*** Opening Source information ***

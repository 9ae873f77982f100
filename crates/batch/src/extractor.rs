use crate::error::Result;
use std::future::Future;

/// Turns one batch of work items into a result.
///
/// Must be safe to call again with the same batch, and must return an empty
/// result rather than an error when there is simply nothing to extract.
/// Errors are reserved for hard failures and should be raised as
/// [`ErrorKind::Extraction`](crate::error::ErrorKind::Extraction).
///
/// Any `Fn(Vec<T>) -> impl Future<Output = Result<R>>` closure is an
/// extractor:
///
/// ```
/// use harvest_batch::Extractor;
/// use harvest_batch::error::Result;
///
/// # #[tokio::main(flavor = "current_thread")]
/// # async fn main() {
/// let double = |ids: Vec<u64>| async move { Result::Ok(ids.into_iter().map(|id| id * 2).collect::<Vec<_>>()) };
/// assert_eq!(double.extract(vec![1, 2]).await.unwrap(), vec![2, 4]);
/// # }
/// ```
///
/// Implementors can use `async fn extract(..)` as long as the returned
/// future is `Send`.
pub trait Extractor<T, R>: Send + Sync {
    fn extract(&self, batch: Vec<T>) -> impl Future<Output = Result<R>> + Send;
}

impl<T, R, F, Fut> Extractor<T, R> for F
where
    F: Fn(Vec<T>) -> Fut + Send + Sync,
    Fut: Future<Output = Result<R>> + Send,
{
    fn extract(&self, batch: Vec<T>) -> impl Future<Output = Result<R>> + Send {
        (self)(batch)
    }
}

*** Closing Source information ***

◆ Exercise requirements: Reproduce every line of the data so that nothing differs from the original.

◆ Reply to the task:
repository 9ae873f77982f100
filename crates/batch/src/extractor.rs
use crate::error::Result;
use std::future::Future;

/// Turns one batch of work items into a result.
///
/// Must be safe to call again with the same batch, and must return an empty
/// result rather than an error when there is simply nothing to extract.
/// Errors are reserved for hard failures and should be raised as
/// [`ErrorKind::Extraction`](crate::error::ErrorKind::Extraction).
///
/// Any `Fn(Vec<T>) -> impl Future<Output = Result<R>>` closure is an
/// extractor:
///
/// ```
/// use harvest_batch::Extractor;
/// use harvest_batch::error::Result;
///
/// # #[tokio::main(flavor = "current_thread")]
/// # async fn main() {
/// let double = |ids: Vec<u64>| async move { Result::Ok(ids.into_iter().map(|id| id * 2).collect::<Vec<_>>()) };
/// assert_eq!(double.extract(vec![1, 2]).await.unwrap(), vec![2, 4]);
/// # }
/// ```
///
/// Implementors can use `async fn extract(..)` as long as the returned
/// future is `Send`.
pub trait Extractor<T, R>: Send + Sync {
    fn extract(&self, batch: Vec<T>) -> impl Future<Output = Result<R>> + Send;
}

impl<T, R, F, Fut> Extractor<T, R> for F
where
    F: Fn(Vec<T>) -> Fut + Send + Sync,
    Fut: Future<Output = Result<R>> + Send,
{
    fn extract(&self, batch: Vec<T>) -> impl Future<Output = Result<R>> + Send {
        (self)(batch)
    }
}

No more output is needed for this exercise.